それからヅラが小さくなるとともにやっぱりトリコルノも小さくなっちゃった。

ヘアスタイルの歴史、ヨーロッパのメンズ!フラ・ガルガリオ「ジェントルマンの肖像」1730年

ちなみに近代まで帽子なし君は、露出狂くらいの衝撃でした。

つまりカツラなしでは家の中で人前に出ず、帽子なしでは家の外に出なかったってこと。

フランス革命前後!髪も庶民的に・・

1715年~74年はルイ15世時代。

この人ナント5歳で王様に!

ブルボン朝最後の王様ルイ16世(在位1775年~92年)のおじいちゃんだよ!

 

この人のなが~~い治世の間に、だんだんヘアスタイルもごく小さく自然な感じに・・

ヘアスタイルの歴史、ヨーロッパのメンズ!レイノルズ ロベルト・オルメの肖像 1756年 ロンドンナショナルギャラリー

最後にはたったひと房の巻き毛だけになっちゃった。

ちなみにこの絵はスタンリー・キューブリック監督の映画「バリー・リンドン」の衣装デザインのヒントに使われました。

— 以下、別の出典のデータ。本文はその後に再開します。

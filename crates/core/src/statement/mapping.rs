//! The declarative statement mapping (spec 4.5.1): for each statement
//! line, a set of selectors, a source field, a sign, and an optional
//! dimension filter. [`super::ledger_mode::render`] walks this mapping
//! against the balance index to produce the three statements.

use serde::{Deserialize, Serialize};

use crate::coa::{Account, AccountType, DimensionKey, DimensionType, NormalSide};
use zeltra_shared::types::DimensionValueId;

/// Which field of a balance row a line reads (spec 4.5.1).
#[derive(Debug, Clone, Copy, PartialEq, Eq, Serialize, Deserialize)]
#[serde(rename_all = "snake_case")]
pub enum SourceField {
    /// `opening_balance`.
    OpeningBalance,
    /// `closing_balance`.
    ClosingBalance,
    /// `debit_total`.
    DebitTotal,
    /// `credit_total`.
    CreditTotal,
    /// `closing_balance - opening_balance` (the period's signed
    /// activity), used for income-statement lines.
    NetChange,
}

/// Which polarity counts as positive for a line (spec 4.5.1).
#[derive(Debug, Clone, Copy, PartialEq, Eq, Serialize, Deserialize)]
#[serde(rename_all = "snake_case")]
pub enum Sign {
    /// Debit-positive.
    Debit,
    /// Credit-positive.
    Credit,
}

/// Selects which accounts a line aggregates over.
#[derive(Debug, Clone, Default, Serialize, Deserialize)]
pub struct Selector {
    /// Account-code prefixes (matched with `starts_with`). Empty means
    /// "no prefix restriction".
    #[serde(default)]
    pub prefixes: Vec<String>,
    /// Account types. Empty means "no type restriction".
    #[serde(default)]
    pub account_types: Vec<AccountType>,
}

impl Selector {
    /// A selector matching every account of the given type, any code.
    #[must_use]
    pub fn of_type(account_type: AccountType) -> Self {
        Self {
            prefixes: Vec::new(),
            account_types: vec![account_type],
        }
    }

    /// A selector matching any account whose code starts with `prefix`.
    #[must_use]
    pub fn prefix(prefix: impl Into<String>) -> Self {
        Self {
            prefixes: vec![prefix.into()],
            account_types: Vec::new(),
        }
    }

    /// Whether `account` satisfies this selector.
    #[must_use]
    pub fn matches(&self, account: &Account) -> bool {
        let prefix_ok = self.prefixes.is_empty()
            || self.prefixes.iter().any(|p| account.code.starts_with(p.as_str()));
        let type_ok = self.account_types.is_empty() || self.account_types.contains(&account.account_type);
        prefix_ok && type_ok
    }
}

/// Which of the three statements (or which cash-flow component) a line
/// feeds.
#[derive(Debug, Clone, Copy, PartialEq, Eq, Serialize, Deserialize)]
#[serde(rename_all = "snake_case")]
pub enum StatementSection {
    /// Feeds `balance_sheet`.
    BalanceSheet,
    /// Feeds `income_statement`.
    IncomeStatement,
    /// Feeds one indirect-method cash-flow component (spec 4.5.1).
    CashFlow(CashFlowComponent),
}

/// The bucket a balance-sheet or income-statement line rolls into for the
/// identity checks (P3): which of the five fundamental account types it
/// represents. Distinct from [`Selector::account_types`] because a line's
/// selector may use a bare code prefix without repeating the type.
#[derive(Debug, Clone, Copy, PartialEq, Eq, Serialize, Deserialize)]
#[serde(rename_all = "snake_case")]
pub enum StatementBucket {
    /// Rolls into `total_assets`.
    Asset,
    /// Rolls into `total_liabilities`.
    Liability,
    /// Rolls into `total_equity`.
    Equity,
    /// Rolls into net income via the income statement.
    Revenue,
    /// Rolls into net income via the income statement.
    Expense,
}

/// One indirect-method cash-flow-statement component (spec 4.5.1). Net
/// income itself is not a component here: it is read directly off the
/// rendered income statement rather than re-aggregated from balances.
#[derive(Debug, Clone, Copy, PartialEq, Eq, Serialize, Deserialize)]
#[serde(rename_all = "snake_case")]
pub enum CashFlowComponent {
    /// Operating: depreciation and amortization add-back.
    Depreciation,
    /// Operating: impairment add-back.
    Impairment,
    /// Operating: loss on disposal add-back.
    LossOnDisposal,
    /// Operating: gain on disposal, subtracted.
    GainOnDisposal,
    /// Operating: change in receivables (a net_change on the AR control
    /// account), subtracted when positive.
    DeltaReceivable,
    /// Operating: change in inventory, subtracted when positive.
    DeltaInventory,
    /// Operating: change in payables, added when positive.
    DeltaPayable,
    /// Operating: any other non-cash adjustment, added.
    OtherNonCash,
    /// Investing: capital expenditure (change in fixed-asset original
    /// cost, excluding impairment), subtracted.
    Capex,
    /// Investing: proceeds from asset disposals, added.
    DisposalProceeds,
    /// Financing: change in interest-bearing debt.
    DeltaDebt,
    /// Financing: new equity issued.
    NewEquity,
    /// Financing: dividends paid, subtracted.
    DividendsPaid,
}

impl CashFlowComponent {
    /// Which of the three cash-flow sections this component belongs to.
    #[must_use]
    pub fn section(self) -> CashFlowSection {
        match self {
            Self::Depreciation
            | Self::Impairment
            | Self::LossOnDisposal
            | Self::GainOnDisposal
            | Self::DeltaReceivable
            | Self::DeltaInventory
            | Self::DeltaPayable
            | Self::OtherNonCash => CashFlowSection::Operating,
            Self::Capex | Self::DisposalProceeds => CashFlowSection::Investing,
            Self::DeltaDebt | Self::NewEquity | Self::DividendsPaid => CashFlowSection::Financing,
        }
    }

    /// The sign under which this component enters its section's total
    /// (spec 4.5.1's enumerated formula): `true` adds, `false` subtracts.
    #[must_use]
    pub fn adds(self) -> bool {
        !matches!(
            self,
            Self::GainOnDisposal | Self::DeltaReceivable | Self::DeltaInventory | Self::Capex | Self::DividendsPaid
        )
    }
}

/// The three cash-flow-statement sections (spec 4.5.1).
#[derive(Debug, Clone, Copy, PartialEq, Eq)]
pub enum CashFlowSection {
    /// Net income plus non-cash add-backs minus working-capital increases.
    Operating,
    /// Capex minus disposal proceeds.
    Investing,
    /// Debt, equity, and dividend movements.
    Financing,
}

/// One line of the declarative mapping document.
#[derive(Debug, Clone, Serialize, Deserialize)]
pub struct StatementLineMapping {
    /// Line name, e.g. `"cash_and_equivalents"`, `"revenue"`.
    pub name: String,
    /// Which statement/component this line feeds.
    pub section: StatementSection,
    /// Which identity bucket this line rolls into. Ignored for
    /// `CashFlow` lines, which are not part of the BS/IS identity roll-up.
    pub bucket: StatementBucket,
    /// Which accounts this line aggregates.
    pub selector: Selector,
    /// Which balance field to read.
    pub source_field: SourceField,
    /// Which polarity is positive for this line.
    pub sign: Sign,
    /// Restrict aggregation to entries carrying this dimension value, if
    /// set (spec 4.5.1's "optional dimension filters").
    #[serde(default)]
    pub dimension_filter: Option<(DimensionType, DimensionValueId)>,
}

impl StatementLineMapping {
    pub(crate) fn dimension_matches(&self, dimensions: &DimensionKey) -> bool {
        let Some((dim_type, value)) = self.dimension_filter else {
            return true;
        };
        let actual = match dim_type {
            DimensionType::Department => dimensions.department,
            DimensionType::Project => dimensions.project,
            DimensionType::Customer => dimensions.customer,
            DimensionType::Supplier => dimensions.supplier,
            DimensionType::Employee => dimensions.employee,
        };
        actual == value
    }
}

/// A complete declarative mapping document.
#[derive(Debug, Clone, Default, Serialize, Deserialize)]
pub struct StatementMapping {
    /// All lines, in declaration order (preserved into the rendered
    /// report for presentation).
    pub lines: Vec<StatementLineMapping>,
}

impl StatementMapping {
    /// A standard mapping matching the Chinese-MoF-style chart used by
    /// the reference seed data (spec 4.6): assets under `"1"`,
    /// liabilities under `"2"`, equity under `"3"`, revenue under `"5"`,
    /// expense under `"5" ` split from COGS and period expenses under
    /// `"6"`. Implementers seeding a different chart supply their own
    /// mapping; this is a convenience default exercised by tests.
    #[must_use]
    pub fn standard() -> Self {
        let bs = |name: &str, prefix: &str, bucket: StatementBucket, sign: Sign| StatementLineMapping {
            name: name.to_string(),
            section: StatementSection::BalanceSheet,
            bucket,
            selector: Selector::prefix(prefix),
            source_field: SourceField::ClosingBalance,
            sign,
            dimension_filter: None,
        };
        let is = |name: &str, prefix: &str, bucket: StatementBucket, sign: Sign| StatementLineMapping {
            name: name.to_string(),
            section: StatementSection::IncomeStatement,
            bucket,
            selector: Selector::prefix(prefix),
            source_field: SourceField::NetChange,
            sign,
            dimension_filter: None,
        };

        Self {
            lines: vec![
                bs("assets", "1", StatementBucket::Asset, Sign::Debit),
                bs("liabilities", "2", StatementBucket::Liability, Sign::Credit),
                bs("equity", "3", StatementBucket::Equity, Sign::Credit),
                is("revenue", "5", StatementBucket::Revenue, Sign::Credit),
                is("cost_and_expense", "6", StatementBucket::Expense, Sign::Debit),
            ],
        }
    }
}

/// Reads one field off a balance row.
#[must_use]
pub fn field_value(
    opening: rust_decimal::Decimal,
    debit: rust_decimal::Decimal,
    credit: rust_decimal::Decimal,
    closing: rust_decimal::Decimal,
    field: SourceField,
) -> rust_decimal::Decimal {
    match field {
        SourceField::OpeningBalance => opening,
        SourceField::ClosingBalance => closing,
        SourceField::DebitTotal => debit,
        SourceField::CreditTotal => credit,
        SourceField::NetChange => closing - opening,
    }
}

/// Adjusts a value's sign so that `requested` is the positive polarity,
/// given the value was produced honoring `normal_side` (spec 3: balances
/// are already signed per the account's normal side).
#[must_use]
pub fn polarity_adjust(value: rust_decimal::Decimal, normal_side: NormalSide, requested: Sign) -> rust_decimal::Decimal {
    let matches = matches!(
        (normal_side, requested),
        (NormalSide::Debit, Sign::Debit) | (NormalSide::Credit, Sign::Credit)
    );
    if matches {
        value
    } else {
        -value
    }
}

#[cfg(test)]
mod tests {
    use super::*;
    use rust_decimal_macros::dec;

    #[test]
    fn selector_matches_prefix_and_type() {
        let account = Account {
            code: "1001".into(),
            name: "Cash".into(),
            account_type: AccountType::Asset,
            normal_side: NormalSide::Debit,
            cash_flow_category: crate::coa::CashFlowCategory::Operating,
            parent_code: None,
            enabled: true,
            system_seeded: true,
            revaluable: false,
        };
        assert!(Selector::prefix("1").matches(&account));
        assert!(!Selector::prefix("2").matches(&account));
        assert!(Selector::of_type(AccountType::Asset).matches(&account));
        assert!(!Selector::of_type(AccountType::Liability).matches(&account));
    }

    #[test]
    fn net_change_is_closing_minus_opening() {
        let v = field_value(dec!(100), dec!(50), dec!(0), dec!(150), SourceField::NetChange);
        assert_eq!(v, dec!(50));
    }

    #[test]
    fn polarity_adjust_flips_when_mismatched() {
        assert_eq!(polarity_adjust(dec!(100), NormalSide::Credit, Sign::Debit), dec!(-100));
        assert_eq!(polarity_adjust(dec!(100), NormalSide::Credit, Sign::Credit), dec!(100));
    }
}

衣装デザイナーのミレーナ・カノネーロが教えてくれました^^

 

フランス革命では、

「自然体が新しいの庶民派vs.人工的で古臭い王国貴族派」

になって、それ以後はずっと自然体な人体賛美のギリシャ風がもてはやされちゃいます。

まとめ

1700年代女子は盛りヘアとか巨大パニエスカートで有名ですが、

男子も凝りに凝った人工的なスタイルが流行っていました。